Assigned task ::
Exactly as written, print each record in the listing.

Stored data ::
###

//! Attribute store abstraction over a self-describing dataset.

use crate::error::Result;
use crate::model::GridArray;
use crate::slice::DimSlice;

/// Read-only view over a self-describing, array-oriented dataset.
///
/// Implementations expose the dimensions, variables, attributes, and
/// numeric payloads of one dataset. All operations are side-effect-free;
/// the resolver only ever reads. Resolving grids from independent stores is
/// safe concurrently; resolving two grids from the *same* store
/// concurrently is safe only if the implementation permits concurrent
/// reads.
pub trait AttributeStore {
    /// All dataset dimensions as (name, size) pairs, in dataset order.
    fn list_dimensions(&self) -> Vec<(String, usize)>;

    /// All variable names, in dataset order.
    fn list_variables(&self) -> Vec<String>;

    /// A textual attribute of a variable, or `None` when the variable or
    /// the attribute is absent. Numeric attribute values are rendered in
    /// their decimal form.
    fn get_attribute(&self, var: &str, key: &str) -> Option<String>;

    /// Dimension names of a variable, or `None` when the variable is
    /// absent. A scalar variable yields `Some` of an empty list.
    fn variable_dimensions(&self, var: &str) -> Option<Vec<String>>;

    /// Read a variable's full numeric payload.
    fn read_variable(&self, var: &str) -> Result<GridArray>;

    /// Read a variable's numeric payload restricted to one index range per
    /// dimension.
    fn read_variable_sliced(&self, var: &str, slices: &[DimSlice]) -> Result<GridArray>;

    /// Whether a variable with this name exists.
    fn has_variable(&self, var: &str) -> bool {
        self.list_variables().iter().any(|name| name == var)
    }
}
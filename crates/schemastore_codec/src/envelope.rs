//! Versioned record envelopes.
//!
//! A stored record is the CBOR array `[version, payload]`. The version is
//! the schema's current version at write time; reads resolve it through the
//! schema's [`VersionChain`].

use crate::error::{CodecError, CodecResult};
use crate::version::VersionChain;
use ciborium::Value;
use serde::de::DeserializeOwned;
use serde::Serialize;

/// Encodes `value` under `version`.
///
/// # Errors
///
/// Returns [`CodecError::Encode`] if serialization fails.
pub fn encode_envelope<T: Serialize>(version: u64, value: &T) -> CodecResult<Vec<u8>> {
    let mut out = Vec::new();
    ciborium::into_writer(&(version, value), &mut out)
        .map_err(|e| CodecError::encode(e.to_string()))?;
    Ok(out)
}

/// Decodes an envelope, upgrading older versions through `chain`.
///
/// # Errors
///
/// - [`CodecError::Decode`] if the bytes are not valid CBOR or the payload
///   does not match its version's representation
/// - [`CodecError::MalformedEnvelope`] if the structure is not a 2-element
///   array with an unsigned integer version
/// - [`CodecError::UnsupportedVersion`] if the chain does not cover the
///   version
pub fn decode_envelope<T: DeserializeOwned>(bytes: &[u8], chain: &VersionChain<T>) -> CodecResult<T> {
    let (version, payload) = split(read_value(bytes)?)?;
    chain.resolve(version, &payload)
}

/// Reads only the version of an envelope.
///
/// # Errors
///
/// Same structural errors as [`decode_envelope`].
pub fn peek_version(bytes: &[u8]) -> CodecResult<u64> {
    split(read_value(bytes)?).map(|(version, _)| version)
}

fn read_value(bytes: &[u8]) -> CodecResult<Value> {
    ciborium::from_reader(bytes).map_err(|e| CodecError::decode(e.to_string()))
}

fn split(value: Value) -> CodecResult<(u64, Value)> {
    let Value::Array(items) = value else {
        return Err(CodecError::malformed("expected a [version, payload] array"));
    };
    let [version, payload]: [Value; 2] = items
        .try_into()
        .map_err(|items: Vec<Value>| {
            CodecError::malformed(format!("expected 2 elements, found {}", items.len()))
        })?;
    let Value::Integer(version) = version else {
        return Err(CodecError::malformed("version is not an integer"));
    };
    let version = u64::try_from(version)
        .map_err(|_| CodecError::malformed("version is not an unsigned integer"))?;
    Ok((version, payload))
}

#[cfg(test)]
mod tests {
    use super::*;
    use proptest::prelude::*;
    use serde::Deserialize;

    #[derive(Debug, Clone, Serialize, Deserialize, PartialEq)]
    struct Foo {
        bar: String,
        baz: u32,
    }

    fn to_cbor(value: &impl Serialize) -> Vec<u8> {
        let mut out = Vec::new();
        ciborium::into_writer(value, &mut out).unwrap();
        out
    }

    #[test]
    fn roundtrip_current_version() {
        let foo = Foo {
            bar: "Some Bar".into(),
            baz: 3,
        };
        let bytes = encode_envelope(1, &foo).unwrap();
        assert_eq!(peek_version(&bytes).unwrap(), 1);
        assert_eq!(decode_envelope::<Foo>(&bytes, &VersionChain::new()).unwrap(), foo);
    }

    #[test]
    fn envelope_is_two_element_array() {
        let bytes = encode_envelope(1, &"x").unwrap();
        // 0x82 = array(2), 0x01 = unsigned(1)
        assert_eq!(&bytes[..2], &[0x82, 0x01]);
    }

    #[test]
    fn newer_version_is_rejected() {
        let bytes = encode_envelope(
            2,
            &Foo {
                bar: String::new(),
                baz: 0,
            },
        )
        .unwrap();
        let err = decode_envelope::<Foo>(&bytes, &VersionChain::new()).unwrap_err();
        assert_eq!(
            err,
            CodecError::UnsupportedVersion {
                version: 2,
                current: 1
            }
        );
    }

    #[test]
    fn malformed_structures() {
        let chain = VersionChain::<Foo>::new();

        let not_array = to_cbor(&"hello");
        assert!(matches!(
            decode_envelope(&not_array, &chain),
            Err(CodecError::MalformedEnvelope { .. })
        ));

        let three = to_cbor(&(1u64, 2u64, 3u64));
        assert!(matches!(
            decode_envelope(&three, &chain),
            Err(CodecError::MalformedEnvelope { .. })
        ));

        let negative = to_cbor(&(-1i64, "x"));
        assert!(matches!(
            decode_envelope(&negative, &chain),
            Err(CodecError::MalformedEnvelope { .. })
        ));

        let text_version = to_cbor(&("1", "x"));
        assert!(matches!(
            decode_envelope(&text_version, &chain),
            Err(CodecError::MalformedEnvelope { .. })
        ));
    }

    #[test]
    fn garbage_is_decode_error() {
        let chain = VersionChain::<Foo>::new();
        assert!(matches!(
            decode_envelope(&[0xff, 0x00, 0x13], &chain),
            Err(CodecError::Decode { .. })
        ));
        assert!(matches!(
            decode_envelope(&[], &chain),
            Err(CodecError::Decode { .. })
        ));
    }

    #[test]
    fn wrong_payload_shape_is_decode_error() {
        let bytes = encode_envelope(1, &vec![1u8, 2, 3]).unwrap();
        assert!(matches!(
            decode_envelope::<Foo>(&bytes, &VersionChain::new()),
            Err(CodecError::Decode { .. })
        ));
    }

    proptest! {
        #[test]
        fn decode_inverts_encode(bar in ".{0,64}", baz in any::<u32>()) {
            let foo = Foo { bar, baz };
            let bytes = encode_envelope(1, &foo).unwrap();
            prop_assert_eq!(decode_envelope::<Foo>(&bytes, &VersionChain::new()).unwrap(), foo);
        }

        #[test]
        fn arbitrary_bytes_never_panic(bytes in prop::collection::vec(any::<u8>(), 0..64)) {
            let _ = decode_envelope::<Foo>(&bytes, &VersionChain::new());
            let _ = peek_version(&bytes);
        }
    }
}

###

Reply to the exercise ::
//! Attribute store abstraction over a self-describing dataset.

use crate::error::Result;
use crate::model::GridArray;
use crate::slice::DimSlice;

/// Read-only view over a self-describing, array-oriented dataset.
///
/// Implementations expose the dimensions, variables, attributes, and
/// numeric payloads of one dataset. All operations are side-effect-free;
/// the resolver only ever reads. Resolving grids from independent stores is
/// safe concurrently; resolving two grids from the *same* store
/// concurrently is safe only if the implementation permits concurrent
/// reads.
pub trait AttributeStore {
    /// All dataset dimensions as (name, size) pairs, in dataset order.
    fn list_dimensions(&self) -> Vec<(String, usize)>;

    /// All variable names, in dataset order.
    fn list_variables(&self) -> Vec<String>;

    /// A textual attribute of a variable, or `None` when the variable or
    /// the attribute is absent. Numeric attribute values are rendered in
    /// their decimal form.
    fn get_attribute(&self, var: &str, key: &str) -> Option<String>;

    /// Dimension names of a variable, or `None` when the variable is
    /// absent. A scalar variable yields `Some` of an empty list.
    fn variable_dimensions(&self, var: &str) -> Option<Vec<String>>;

    /// Read a variable's full numeric payload.
    fn read_variable(&self, var: &str) -> Result<GridArray>;

    /// Read a variable's numeric payload restricted to one index range per
    /// dimension.
    fn read_variable_sliced(&self, var: &str, slices: &[DimSlice]) -> Result<GridArray>;

    /// Whether a variable with this name exists.
    fn has_variable(&self, var: &str) -> bool {
        self.list_variables().iter().any(|name| name == var)
    }
}
filename crates/schemastore_codec/src/envelope.rs
//! Versioned record envelopes.
//!
//! A stored record is the CBOR array `[version, payload]`. The version is
//! the schema's current version at write time; reads resolve it through the
//! schema's [`VersionChain`].

use crate::error::{CodecError, CodecResult};
use crate::version::VersionChain;
use ciborium::Value;
use serde::de::DeserializeOwned;
use serde::Serialize;

/// Encodes `value` under `version`.
///
/// # Errors
///
/// Returns [`CodecError::Encode`] if serialization fails.
pub fn encode_envelope<T: Serialize>(version: u64, value: &T) -> CodecResult<Vec<u8>> {
    let mut out = Vec::new();
    ciborium::into_writer(&(version, value), &mut out)
        .map_err(|e| CodecError::encode(e.to_string()))?;
    Ok(out)
}

/// Decodes an envelope, upgrading older versions through `chain`.
///
/// # Errors
///
/// - [`CodecError::Decode`] if the bytes are not valid CBOR or the payload
///   does not match its version's representation
/// - [`CodecError::MalformedEnvelope`] if the structure is not a 2-element
///   array with an unsigned integer version
/// - [`CodecError::UnsupportedVersion`] if the chain does not cover the
///   version
pub fn decode_envelope<T: DeserializeOwned>(bytes: &[u8], chain: &VersionChain<T>) -> CodecResult<T> {
    let (version, payload) = split(read_value(bytes)?)?;
    chain.resolve(version, &payload)
}

/// Reads only the version of an envelope.
///
/// # Errors
///
/// Same structural errors as [`decode_envelope`].
pub fn peek_version(bytes: &[u8]) -> CodecResult<u64> {
    split(read_value(bytes)?).map(|(version, _)| version)
}

fn read_value(bytes: &[u8]) -> CodecResult<Value> {
    ciborium::from_reader(bytes).map_err(|e| CodecError::decode(e.to_string()))
}

fn split(value: Value) -> CodecResult<(u64, Value)> {
    let Value::Array(items) = value else {
        return Err(CodecError::malformed("expected a [version, payload] array"));
    };
    let [version, payload]: [Value; 2] = items
        .try_into()
        .map_err(|items: Vec<Value>| {
            CodecError::malformed(format!("expected 2 elements, found {}", items.len()))
        })?;
    let Value::Integer(version) = version else {
        return Err(CodecError::malformed("version is not an integer"));
    };
    let version = u64::try_from(version)
        .map_err(|_| CodecError::malformed("version is not an unsigned integer"))?;
    Ok((version, payload))
}

#[cfg(test)]
mod tests {
    use super::*;
    use proptest::prelude::*;
    use serde::Deserialize;

    #[derive(Debug, Clone, Serialize, Deserialize, PartialEq)]
    struct Foo {
        bar: String,
        baz: u32,
    }

    fn to_cbor(value: &impl Serialize) -> Vec<u8> {
        let mut out = Vec::new();
        ciborium::into_writer(value, &mut out).unwrap();
        out
    }

    #[test]
    fn roundtrip_current_version() {
        let foo = Foo {
            bar: "Some Bar".into(),
            baz: 3,
        };
        let bytes = encode_envelope(1, &foo).unwrap();
        assert_eq!(peek_version(&bytes).unwrap(), 1);
        assert_eq!(decode_envelope::<Foo>(&bytes, &VersionChain::new()).unwrap(), foo);
    }

    #[test]
    fn envelope_is_two_element_array() {
        let bytes = encode_envelope(1, &"x").unwrap();
        // 0x82 = array(2), 0x01 = unsigned(1)
        assert_eq!(&bytes[..2], &[0x82, 0x01]);
    }

    #[test]
    fn newer_version_is_rejected() {
        let bytes = encode_envelope(
            2,
            &Foo {
                bar: String::new(),
                baz: 0,
            },
        )
        .unwrap();
        let err = decode_envelope::<Foo>(&bytes, &VersionChain::new()).unwrap_err();
        assert_eq!(
            err,
            CodecError::UnsupportedVersion {
                version: 2,
                current: 1
            }
        );
    }

    #[test]
    fn malformed_structures() {
        let chain = VersionChain::<Foo>::new();

        let not_array = to_cbor(&"hello");
        assert!(matches!(
            decode_envelope(&not_array, &chain),
            Err(CodecError::MalformedEnvelope { .. })
        ));

        let three = to_cbor(&(1u64, 2u64, 3u64));
        assert!(matches!(
            decode_envelope(&three, &chain),
            Err(CodecError::MalformedEnvelope { .. })
        ));

        let negative = to_cbor(&(-1i64, "x"));
        assert!(matches!(
            decode_envelope(&negative, &chain),
            Err(CodecError::MalformedEnvelope { .. })
        ));

        let text_version = to_cbor(&("1", "x"));
        assert!(matches!(
            decode_envelope(&text_version, &chain),
            Err(CodecError::MalformedEnvelope { .. })
        ));
    }

    #[test]
    fn garbage_is_decode_error() {
        let chain = VersionChain::<Foo>::new();
        assert!(matches!(
            decode_envelope(&[0xff, 0x00, 0x13], &chain),
            Err(CodecError::Decode { .. })
        ));
        assert!(matches!(
            decode_envelope(&[], &chain),
            Err(CodecError::Decode { .. })
        ));
    }

    #[test]
    fn wrong_payload_shape_is_decode_error() {
        let bytes = encode_envelope(1, &vec![1u8, 2, 3]).unwrap();
        assert!(matches!(
            decode_envelope::<Foo>(&bytes, &VersionChain::new()),
            Err(CodecError::Decode { .. })
        ));
    }

    proptest! {
        #[test]
        fn decode_inverts_encode(bar in ".{0,64}", baz in any::<u32>()) {
            let foo = Foo { bar, baz };
            let bytes = encode_envelope(1, &foo).unwrap();
            prop_assert_eq!(decode_envelope::<Foo>(&bytes, &VersionChain::new()).unwrap(), foo);
        }

        #[test]
        fn arbitrary_bytes_never_panic(bytes in prop::collection::vec(any::<u8>(), 0..64)) {
            let _ = decode_envelope::<Foo>(&bytes, &VersionChain::new());
            let _ = peek_version(&bytes);
        }
    }
}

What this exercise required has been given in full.